Così si potesse dimezzare ogni cosa intera, – disse mio zio coricato bocconi sullo scoglio, carezzando quelle convulse metà di polpo, – così ognuno potesse uscire dalla sua ottusa e ignorante interezza. Ero intero e tutte le cose erano per me naturali e confuse, stupide come l’aria; credevo di vedere tutto e non era che la scorza. Se mai tu diventerai metà di te stesso, e te l’auguro, ragazzo, capirai cose al di là della comune intelligenza dei cervelli interi. Avrai perso la metà di te e del mondo, ma la metà rimasta sarà mille volte più profonda e preziosa. E tu pure vorrai che tutto sia dimezzato e straziato a tua immagine, perché bellezza e sapienza e giustizia ci sono solo in ciò che è fatto a brani.

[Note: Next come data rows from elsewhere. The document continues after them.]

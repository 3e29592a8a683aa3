use super::handlers;
use super::state::AppState;
use axum::{
    extract::DefaultBodyLimit,
    routing::{get, post},
    Router,
};
use tower_http::{cors::CorsLayer, services::ServeDir, trace::TraceLayer};

/// Create the HTTP router with all routes
pub fn create_router(state: AppState) -> Router {
    let static_dir = state.config.service.http.static_dir.clone();

    Router::new()
        // Health check
        .route("/health", get(handlers::health_check))
        // Transcription
        .route("/api/transcribe", post(handlers::transcribe_file))
        .route("/api/transcribe-folder", post(handlers::transcribe_folder))
        // Export
        .route("/api/export/pdf", post(handlers::export_pdf))
        .route("/api/export/docx", post(handlers::export_docx))
        .route("/api/export/zip", post(handlers::export_zip))
        // Lecture recordings run long; the default 2 MB body cap is far too small
        .layer(DefaultBodyLimit::max(512 * 1024 * 1024))
        // Static frontend
        .fallback_service(ServeDir::new(static_dir))
        // Request logging and browser access
        .layer(TraceLayer::new_for_http())
        .layer(CorsLayer::permissive())
        .with_state(state)
}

Questo dice Italo Calvino a pagina 43 del Visconte dimezzato. Il pensiero di quanto la realtà risieda più nei dettagli e nei particolari che in una visione organica mi è venuta in questi giorni parlandone con una persona amica. Ma so che era un’idea latente da quando, meno di un mese fa, ho letto L’Urlo e il furore di William Faulkner, che è un’epopea della frammentazione, il trionfo della scissione. Come in un film incompiuto, le sequenze si susseguono una dentro l’altra senza mai ricomporsi in un’unità e in questo sta la genialità del libro. La domanda allora è questa: quanto contano i dettagli mentre leggete? Quanto vi soffermate a rileggere, a sottolineare, quante volte chiudete il libro perché quella pagina è troppo importante per essere voltata?
Spero di aver reso l’idea e di non essere l’unica perché come dice ancora il buon Medardo:
Non io solo, Pamela, sono un essere spaccato e divelto, ma tu pure e tutti.